Korea: Central Bank leaves rates unchanged in January
Latest bank decision: At its meeting on 16 January, the Central Bank decided to leave the base rate unchanged at 3.00%; market expectations were for a cut. This came after 50 basis points of rate cuts last year.
Monetary policy drivers: On one hand, rate hikes were not warranted due to stabilizing inflation and a slowdown in household debt. On the other, exchange rate volatility and increased uncertainty about the direction of the global economy discouraged the Bank from cutting rates further.
More easing to come: The Central Bank indicated that it will cut rates going forward, without saying precisely by how much. Our panelists see between 50 and 100 basis points of extra cuts this year, given that inflation is forecast to remain muted at below 2.0%.
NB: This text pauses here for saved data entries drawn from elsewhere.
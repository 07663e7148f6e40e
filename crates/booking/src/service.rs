//! Booking and cancellation transactions.

use std::time::Instant;

use chrono::Utc;
use seat_store::{AssignedSeat, SeatId, SeatStore, UserId};
use serde::Serialize;

use crate::allocator::{AllocationStrategy, allocate};
use crate::config::BookingConfig;
use crate::error::{BookingError, Result};
use crate::request::{SeatCount, SeatSelection};

/// Seats assigned by a committed booking.
#[derive(Debug, Clone, PartialEq, Eq, Serialize)]
#[serde(rename_all = "camelCase")]
pub struct BookingConfirmation {
    pub assigned_seats: Vec<AssignedSeat>,
    #[serde(skip)]
    pub strategy: AllocationStrategy,
}

/// Seats released by a committed cancellation.
#[derive(Debug, Clone, PartialEq, Eq, Serialize)]
#[serde(rename_all = "camelCase")]
pub struct CancellationConfirmation {
    pub released_seat_ids: Vec<SeatId>,
}

/// Coordinates booking and cancellation transactions against a seat store.
///
/// Booking holds exclusive access to the inventory from the snapshot read
/// until commit, so two bookings can never pick the same free seat.
/// Cancellation checks ownership and releases seats inside one transaction.
pub struct BookingService<S: SeatStore> {
    store: S,
    config: BookingConfig,
}

impl<S: SeatStore> BookingService<S> {
    /// Creates a new booking service with the default configuration.
    pub fn new(store: S) -> Self {
        Self::with_config(store, BookingConfig::default())
    }

    pub fn with_config(store: S, config: BookingConfig) -> Self {
        Self { store, config }
    }

    /// Returns a reference to the underlying seat store.
    pub fn store(&self) -> &S {
        &self.store
    }

    pub fn config(&self) -> &BookingConfig {
        &self.config
    }

    /// Books `count` seats for `user_id`.
    ///
    /// Either all seats are assigned and committed, or nothing changes.
    #[tracing::instrument(skip(self), fields(user_id = %user_id))]
    pub async fn book(&self, user_id: UserId, count: i64) -> Result<BookingConfirmation> {
        self.record_booking(user_id, count, 0).await
    }

    /// Like [`BookingService::book`], retrying conflicts up to
    /// `conflict_retries` extra times.
    ///
    /// Request metrics are recorded once per call, not once per attempt.
    #[tracing::instrument(skip(self), fields(user_id = %user_id))]
    pub async fn book_with_retry(
        &self,
        user_id: UserId,
        count: i64,
    ) -> Result<BookingConfirmation> {
        self.record_booking(user_id, count, self.config.conflict_retries).await
    }

    async fn record_booking(
        &self,
        user_id: UserId,
        count: i64,
        retries: u32,
    ) -> Result<BookingConfirmation> {
        metrics::counter!("bookings_total").increment(1);
        let start = Instant::now();

        let result = self.book_attempts(user_id, count, retries).await;

        metrics::histogram!("booking_duration_seconds").record(start.elapsed().as_secs_f64());
        match &result {
            Ok(confirmation) => {
                metrics::counter!("seats_booked_total")
                    .increment(confirmation.assigned_seats.len() as u64);
            }
            Err(e) => {
                metrics::counter!("booking_rejections_total", "reason" => e.reason())
                    .increment(1);
            }
        }
        result
    }

    async fn book_attempts(
        &self,
        user_id: UserId,
        count: i64,
        retries: u32,
    ) -> Result<BookingConfirmation> {
        let count = SeatCount::new(count, self.config.max_seats_per_request)?;

        let mut attempt = 0;
        loop {
            match self.run_booking(user_id, count).await {
                Err(e) if e.is_retryable() && attempt < retries => {
                    attempt += 1;
                    metrics::counter!("booking_conflict_retries_total").increment(1);
                    tracing::warn!(attempt, error = %e, "retrying booking after conflict");
                }
                result => return result,
            }
        }
    }

    async fn run_booking(&self, user_id: UserId, count: SeatCount) -> Result<BookingConfirmation> {
        let mut tx = self.store.begin_booking().await?;
        let snapshot = tx.snapshot().await?;

        let allocation = match allocate(&snapshot, count.get()) {
            Ok(allocation) => allocation,
            Err(e) => {
                tx.rollback().await?;
                tracing::info!(
                    requested = e.requested,
                    available = e.available,
                    "not enough seats"
                );
                return Err(e.into());
            }
        };
        tracing::debug!(strategy = ?allocation.strategy, "seats allocated");

        let booked_at = Utc::now();
        for seat in &allocation.seats {
            // A failure here drops `tx`, rolling back earlier assignments.
            tx.assign(user_id, seat.id, booked_at).await?;
        }
        tx.commit().await?;

        tracing::info!(
            seats = ?allocation.seats.iter().map(|s| s.seat_number).collect::<Vec<_>>(),
            "seats booked"
        );

        Ok(BookingConfirmation {
            assigned_seats: allocation.seats,
            strategy: allocation.strategy,
        })
    }

    /// Releases `seat_ids`, all of which must be booked by `user_id`.
    ///
    /// If any seat is not owned by the requester the whole request is refused
    /// and no seat changes.
    #[tracing::instrument(skip(self), fields(user_id = %user_id))]
    pub async fn cancel(
        &self,
        user_id: UserId,
        seat_ids: &[SeatId],
    ) -> Result<CancellationConfirmation> {
        let result = match SeatSelection::new(seat_ids) {
            Ok(selection) => self.run_cancellation(user_id, selection).await,
            Err(e) => Err(e),
        };

        match &result {
            Ok(confirmation) => {
                metrics::counter!("seats_released_total")
                    .increment(confirmation.released_seat_ids.len() as u64);
            }
            Err(e) => {
                metrics::counter!("booking_rejections_total", "reason" => e.reason())
                    .increment(1);
            }
        }
        result
    }

    async fn run_cancellation(
        &self,
        user_id: UserId,
        selection: SeatSelection,
    ) -> Result<CancellationConfirmation> {
        let mut tx = self.store.begin_cancellation().await?;

        let owned = tx.owned_seats(user_id, selection.as_slice()).await?;
        if owned.len() < selection.len() {
            tx.rollback().await?;
            tracing::warn!(
                requested = selection.len(),
                owned = owned.len(),
                "cancellation refused"
            );
            return Err(BookingError::Forbidden {
                requested: selection.len(),
                owned: owned.len(),
            });
        }

        let released = tx.release(user_id, selection.as_slice()).await?;
        if released != selection.len() as u64 {
            return Err(BookingError::ConflictRetryable(format!(
                "expected to release {} bookings, released {released}",
                selection.len()
            )));
        }
        tx.commit().await?;

        tracing::info!(seats = selection.len(), "bookings cancelled");
        Ok(CancellationConfirmation {
            released_seat_ids: selection.into_vec(),
        })
    }
}
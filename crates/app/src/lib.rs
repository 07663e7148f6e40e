//! Wiring for the seat reservation engine.
//!
//! Loads [`Config`], installs tracing, picks the storage backend and hands
//! back booking and query services sharing one store.

pub mod config;
pub mod error;
pub mod telemetry;

use std::sync::Arc;

use booking::{BookingService, SeatQueryService};
use seat_store::{InMemorySeatStore, PostgresSeatStore, SeatStore};
use sqlx::postgres::PgPoolOptions;

pub use config::{Config, LogFormat};
pub use error::{AppError, Result};
pub use telemetry::init_tracing;

/// Store handle shared by every service.
pub type SharedStore = Arc<dyn SeatStore>;

/// Services built over one backend.
pub struct Engine {
    pub store: SharedStore,
    pub bookings: BookingService<SharedStore>,
    pub queries: SeatQueryService<SharedStore>,
}

/// Connects the configured backend.
///
/// With `DATABASE_URL` set this opens a PostgreSQL pool and applies pending
/// migrations; otherwise the venue lives in memory for the life of the process.
pub async fn connect(config: &Config) -> Result<SharedStore> {
    match &config.database_url {
        Some(url) => {
            let pool = PgPoolOptions::new()
                .max_connections(config.database_max_connections)
                .connect(url)
                .await?;
            let store = PostgresSeatStore::new(pool);
            store.run_migrations().await?;
            tracing::info!(
                max_connections = config.database_max_connections,
                "connected to postgres"
            );
            Ok(Arc::new(store))
        }
        None => {
            tracing::info!("using in-memory seat store");
            Ok(Arc::new(InMemorySeatStore::new()))
        }
    }
}

/// Connects the backend, seeds the venue if it is empty and builds the services.
pub async fn bootstrap(config: &Config) -> Result<Engine> {
    let layout = config.layout()?;
    let store = connect(config).await?;

    let created = store.initialize_venue(&layout).await?;
    if created > 0 {
        tracing::info!(created, rows = layout.rows(), "venue initialized");
    } else {
        tracing::info!("venue already initialized");
    }

    Ok(Engine {
        bookings: BookingService::with_config(store.clone(), config.booking()),
        queries: SeatQueryService::new(store.clone()),
        store,
    })
}
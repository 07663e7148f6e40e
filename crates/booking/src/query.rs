//! Read-only views of the seat inventory.

use seat_store::{BookingView, InventorySummary, SeatStore, SeatView, UserId};

use crate::error::Result;

/// Serves seat and booking listings.
///
/// Queries never take the booking lock; they see the last committed state.
pub struct SeatQueryService<S: SeatStore> {
    store: S,
}

impl<S: SeatStore> SeatQueryService<S> {
    pub fn new(store: S) -> Self {
        Self { store }
    }

    /// Every seat ordered by (row, seat number), flagged with whether
    /// `requester` holds it.
    #[tracing::instrument(skip(self))]
    pub async fn list_seats(&self, requester: UserId) -> Result<Vec<SeatView>> {
        Ok(self.store.list_seats(requester).await?)
    }

    /// The user's bookings, most recent first.
    #[tracing::instrument(skip(self))]
    pub async fn list_bookings(&self, user_id: UserId) -> Result<Vec<BookingView>> {
        Ok(self.store.list_bookings(user_id).await?)
    }

    pub async fn summary(&self) -> Result<InventorySummary> {
        Ok(self.store.summary().await?)
    }
}

#[cfg(test)]
mod tests {
    use super::*;
    use crate::BookingService;
    use seat_store::{InMemorySeatStore, VenueLayout};

    const ALICE: UserId = UserId::new(1);
    const BOB: UserId = UserId::new(2);

    async fn setup() -> (
        BookingService<InMemorySeatStore>,
        SeatQueryService<InMemorySeatStore>,
    ) {
        let store = InMemorySeatStore::with_layout(&VenueLayout::coach())
            .await
            .unwrap();
        (BookingService::new(store.clone()), SeatQueryService::new(store))
    }

    #[tokio::test]
    async fn list_seats_flags_requester_bookings() {
        let (booking, query) = setup().await;
        booking.book(ALICE, 2).await.unwrap();
        booking.book(BOB, 1).await.unwrap();

        let seats = query.list_seats(ALICE).await.unwrap();
        assert_eq!(seats.len(), 80);

        let mine: Vec<_> = seats
            .iter()
            .filter(|s| s.is_booked_by_requester)
            .map(|s| s.seat_number)
            .collect();
        assert_eq!(mine, vec![1, 2]);
        assert!(seats[2].is_available);
        // Bob lands in the emptier second row.
        assert!(!seats[7].is_available);
        assert!(!seats[7].is_booked_by_requester);
    }

    #[tokio::test]
    async fn list_bookings_only_returns_own() {
        let (booking, query) = setup().await;
        booking.book(ALICE, 3).await.unwrap();
        booking.book(BOB, 2).await.unwrap();

        let bookings = query.list_bookings(BOB).await.unwrap();
        assert_eq!(bookings.len(), 2);
        assert!(bookings.iter().all(|b| b.row_number == 2));

        assert!(query.list_bookings(UserId::new(99)).await.unwrap().is_empty());
    }

    #[tokio::test]
    async fn summary_tracks_bookings_and_cancellations() {
        let (booking, query) = setup().await;
        let confirmation = booking.book(ALICE, 4).await.unwrap();
        assert_eq!(query.summary().await.unwrap().booked, 4);

        let ids: Vec<_> = confirmation.assigned_seats.iter().map(|s| s.id).collect();
        booking.cancel(ALICE, &ids).await.unwrap();

        let summary = query.summary().await.unwrap();
        assert_eq!(summary.available, 80);
        assert_eq!(summary.booked, 0);
        assert!(summary.is_consistent());
    }
}
//! Seat allocation and booking/cancellation transaction engine.
//!
//! This crate provides:
//! - [`allocate`], the pure seat selection policy (same row first, then
//!   lowest seats venue-wide)
//! - [`BookingService`], which runs allocation and the ledger/inventory
//!   mutation as one atomic unit, and the matching cancellation path
//! - [`SeatQueryService`] for the read-only seat map and booking list

pub mod allocator;
pub mod config;
pub mod error;
pub mod query;
pub mod request;
pub mod service;

pub use allocator::{Allocation, AllocationStrategy, InsufficientCapacity, allocate};
pub use config::BookingConfig;
pub use error::{BookingError, Result};
pub use query::SeatQueryService;
pub use request::{DEFAULT_MAX_SEATS_PER_REQUEST, SeatCount, SeatSelection};
pub use service::{BookingConfirmation, BookingService, CancellationConfirmation};
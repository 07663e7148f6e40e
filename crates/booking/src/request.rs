//! Validated request inputs.

use seat_store::SeatId;

use crate::error::{BookingError, Result};

/// Seats a single booking request may ask for, one coach row.
pub const DEFAULT_MAX_SEATS_PER_REQUEST: usize = 7;

/// A seat count within `1..=max`.
#[derive(Debug, Clone, Copy, PartialEq, Eq)]
pub struct SeatCount(usize);

impl SeatCount {
    /// Validates a requested seat count against the per-request maximum.
    pub fn new(count: i64, max: usize) -> Result<Self> {
        match usize::try_from(count) {
            Ok(n) if (1..=max).contains(&n) => Ok(Self(n)),
            _ => Err(BookingError::InvalidRequest(format!(
                "You can book between 1 and {max} seats per request, got {count}"
            ))),
        }
    }

    pub fn get(&self) -> usize {
        self.0
    }
}

/// A non-empty list of seat ids, in the order they were requested.
///
/// Repeated ids are kept: each occurrence must be matched by a booking the
/// requester owns, so a repeat can never pass the ownership check.
#[derive(Debug, Clone, PartialEq, Eq)]
pub struct SeatSelection(Vec<SeatId>);

impl SeatSelection {
    pub fn new(seat_ids: &[SeatId]) -> Result<Self> {
        if seat_ids.is_empty() {
            return Err(BookingError::InvalidRequest(
                "Seat IDs must be provided as a non-empty list".to_string(),
            ));
        }

        Ok(Self(seat_ids.to_vec()))
    }

    pub fn as_slice(&self) -> &[SeatId] {
        &self.0
    }

    pub fn len(&self) -> usize {
        self.0.len()
    }

    pub fn is_empty(&self) -> bool {
        self.0.is_empty()
    }

    pub fn into_vec(self) -> Vec<SeatId> {
        self.0
    }
}
//! Shared identifier types used across the seat reservation crates.

pub mod types;

pub use types::{BookingId, SeatId, UserId};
Panelist insight: On the outlook, United Overseas Bank’s Ho Woei Chen said:
“We expect the next rate cut to be delivered at the 25 Feb meeting followed by one more cut in 2Q25. A more prolonged political crisis increases risk of a deeper interest rate cut to limit the economic fallout. Conversely, as markets start to price in a shallower rate cutting cycle in the US, this would constrain BOK’s room for monetary policy easing.”
ING’s Min Joo Kang said:
“We expect the Bank of Korea to resume interest rate cuts in February after confirming economic activity data for December and January. Even if the USDKRW climbs back, as long as the current political situation does not worsen and it is driven more by the global dollar strength, the BoK is likely to deliver a rate cut in February.”